**What you are asked to do:**
Nothing but the data itself, reproduced exactly, is the expected answer.

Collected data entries
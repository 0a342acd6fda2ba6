//! Compositor window records
//!
//! One record per top-level window, carrying the lifecycle state machine
//! that keeps the model consistent while map, unmap and destroy requests
//! race the fades they trigger. All transitions go through the methods
//! here; a request with no edge from the current state is a protocol
//! desync and leaves the record untouched.

use bitflags::bitflags;
use tracing::trace;

use crate::animation::{Animatable, Curve, Finished, Retargeted};
use crate::backend::ImageHandle;
use crate::config::{Config, ShadowConfig};
use crate::events::{BypassHint, WindowType};
use crate::geometry::{Geometry, Rect, Region};
use crate::{Error, Xid};

/// Lifecycle states. Removal from the stack is the implicit terminal
/// step after a destroy fade; it is not a state of its own.
#[derive(Debug, Clone, Copy, PartialEq, Eq)]
pub enum WinState {
    Unmapped,
    Mapping,
    Mapped,
    /// Mapped, with an opacity fade in flight.
    Fading,
    Unmapping,
    Destroying,
}

/// What to do when a lifecycle fade finishes. Carried inside the opacity
/// animatable; a destroy mid-unmap simply overwrites this slot.
#[derive(Debug, Clone, Copy, PartialEq, Eq)]
pub enum FinishAction {
    FinishMap,
    FinishUnmap,
    FinishDestroy,
}

bitflags! {
    /// Per-window resource flags
    #[derive(Debug, Clone, Copy, PartialEq, Eq, Default)]
    pub struct WinFlags: u32 {
        /// The bound image no longer matches the window contents.
        const PIXMAP_STALE   = 1 << 0;
        /// Binding failed; the window stays unpainted until a resize or
        /// remap clears this.
        const IMAGE_ERROR    = 1 << 1;
        const SIZE_STALE     = 1 << 2;
        const POSITION_STALE = 1 << 3;
        const EXTENTS_STALE  = 1 << 4;
    }
}

/// How the window blends into the frame, recomputed every paint pass.
#[derive(Debug, Clone, Copy, PartialEq, Eq)]
pub enum PaintMode {
    /// Fully opaque; occludes everything beneath it.
    Solid,
    /// Opaque body, translucent frame.
    FrameTranslucent,
    Translucent,
}

/// Outcome of a destroy request.
#[derive(Debug)]
#[must_use = "the destroy outcome decides whether the record is removed"]
pub enum DestroyStart {
    /// Nothing visible to fade out; remove the record right away.
    RemoveNow,
    /// A fade to zero begins (or completes synchronously).
    Fading(Retargeted<FinishAction>),
    /// An unmap fade was in flight; its completion now destroys instead.
    Superseded,
}

#[derive(Debug)]
pub struct CompWindow {
    pub id: Xid,
    /// The application window inside this frame, once the session finds
    /// it. `None` while undiscovered or when the frame is its own client.
    pub client: Option<Xid>,
    /// `WM_CLIENT_LEADER` of the client, for group focus.
    pub leader: Option<Xid>,
    state: WinState,

    pub geometry: Geometry,
    /// Configure data received while unmapped, applied atomically at map.
    pub pending_geometry: Geometry,
    pub border_width: u32,
    pub pending_border_width: u32,
    pub override_redirect: bool,
    pub frame_extents: (u32, u32, u32, u32),
    /// Bounding shape in border-box coordinates, when the window has one.
    pub shaped: Option<Region>,

    pub opacity: Animatable<FinishAction>,
    pub opacity_target: f64,
    /// `_NET_WM_WINDOW_OPACITY`, when the window sets it.
    pub opacity_prop: Option<f64>,
    pub frame_opacity: f64,
    pub shadow_opacity: f64,

    /// Painted position; glides after a move when animation is on.
    pub anim_x: Animatable<()>,
    pub anim_y: Animatable<()>,

    pub flags: WinFlags,
    pub mode: PaintMode,
    pub argb: bool,
    pub ever_damaged: bool,
    /// Previous frame's paint verdict.
    pub to_paint: bool,
    pub paint_excluded: bool,
    pub unredir_ignored: bool,
    pub bypass: BypassHint,
    pub focused: bool,
    pub window_type: WindowType,
    pub shadow: bool,

    /// Opaque area above this window, cached between paints.
    pub ignore_region: Option<Region>,
    pub ignore_valid: bool,

    pub image: Option<ImageHandle>,
    pub shadow_image: Option<ImageHandle>,

    extents: Rect,
}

**Completed task:**
repository 0a342acd6fda2ba6
//! Compositor window records
//!
//! One record per top-level window, carrying the lifecycle state machine
//! that keeps the model consistent while map, unmap and destroy requests
//! race the fades they trigger. All transitions go through the methods
//! here; a request with no edge from the current state is a protocol
//! desync and leaves the record untouched.

use bitflags::bitflags;
use tracing::trace;

use crate::animation::{Animatable, Curve, Finished, Retargeted};
use crate::backend::ImageHandle;
use crate::config::{Config, ShadowConfig};
use crate::events::{BypassHint, WindowType};
use crate::geometry::{Geometry, Rect, Region};
use crate::{Error, Xid};

/// Lifecycle states. Removal from the stack is the implicit terminal
/// step after a destroy fade; it is not a state of its own.
#[derive(Debug, Clone, Copy, PartialEq, Eq)]
pub enum WinState {
    Unmapped,
    Mapping,
    Mapped,
    /// Mapped, with an opacity fade in flight.
    Fading,
    Unmapping,
    Destroying,
}

/// What to do when a lifecycle fade finishes. Carried inside the opacity
/// animatable; a destroy mid-unmap simply overwrites this slot.
#[derive(Debug, Clone, Copy, PartialEq, Eq)]
pub enum FinishAction {
    FinishMap,
    FinishUnmap,
    FinishDestroy,
}

bitflags! {
    /// Per-window resource flags
    #[derive(Debug, Clone, Copy, PartialEq, Eq, Default)]
    pub struct WinFlags: u32 {
        /// The bound image no longer matches the window contents.
        const PIXMAP_STALE   = 1 << 0;
        /// Binding failed; the window stays unpainted until a resize or
        /// remap clears this.
        const IMAGE_ERROR    = 1 << 1;
        const SIZE_STALE     = 1 << 2;
        const POSITION_STALE = 1 << 3;
        const EXTENTS_STALE  = 1 << 4;
    }
}

/// How the window blends into the frame, recomputed every paint pass.
#[derive(Debug, Clone, Copy, PartialEq, Eq)]
pub enum PaintMode {
    /// Fully opaque; occludes everything beneath it.
    Solid,
    /// Opaque body, translucent frame.
    FrameTranslucent,
    Translucent,
}

/// Outcome of a destroy request.
#[derive(Debug)]
#[must_use = "the destroy outcome decides whether the record is removed"]
pub enum DestroyStart {
    /// Nothing visible to fade out; remove the record right away.
    RemoveNow,
    /// A fade to zero begins (or completes synchronously).
    Fading(Retargeted<FinishAction>),
    /// An unmap fade was in flight; its completion now destroys instead.
    Superseded,
}

#[derive(Debug)]
pub struct CompWindow {
    pub id: Xid,
    /// The application window inside this frame, once the session finds
    /// it. `None` while undiscovered or when the frame is its own client.
    pub client: Option<Xid>,
    /// `WM_CLIENT_LEADER` of the client, for group focus.
    pub leader: Option<Xid>,
    state: WinState,

    pub geometry: Geometry,
    /// Configure data received while unmapped, applied atomically at map.
    pub pending_geometry: Geometry,
    pub border_width: u32,
    pub pending_border_width: u32,
    pub override_redirect: bool,
    pub frame_extents: (u32, u32, u32, u32),
    /// Bounding shape in border-box coordinates, when the window has one.
    pub shaped: Option<Region>,

    pub opacity: Animatable<FinishAction>,
    pub opacity_target: f64,
    /// `_NET_WM_WINDOW_OPACITY`, when the window sets it.
    pub opacity_prop: Option<f64>,
    pub frame_opacity: f64,
    pub shadow_opacity: f64,

    /// Painted position; glides after a move when animation is on.
    pub anim_x: Animatable<()>,
    pub anim_y: Animatable<()>,

    pub flags: WinFlags,
    pub mode: PaintMode,
    pub argb: bool,
    pub ever_damaged: bool,
    /// Previous frame's paint verdict.
    pub to_paint: bool,
    pub paint_excluded: bool,
    pub unredir_ignored: bool,
    pub bypass: BypassHint,
    pub focused: bool,
    pub window_type: WindowType,
    pub shadow: bool,

    /// Opaque area above this window, cached between paints.
    pub ignore_region: Option<Region>,
    pub ignore_valid: bool,

    pub image: Option<ImageHandle>,
    pub shadow_image: Option<ImageHandle>,

    extents: Rect,
}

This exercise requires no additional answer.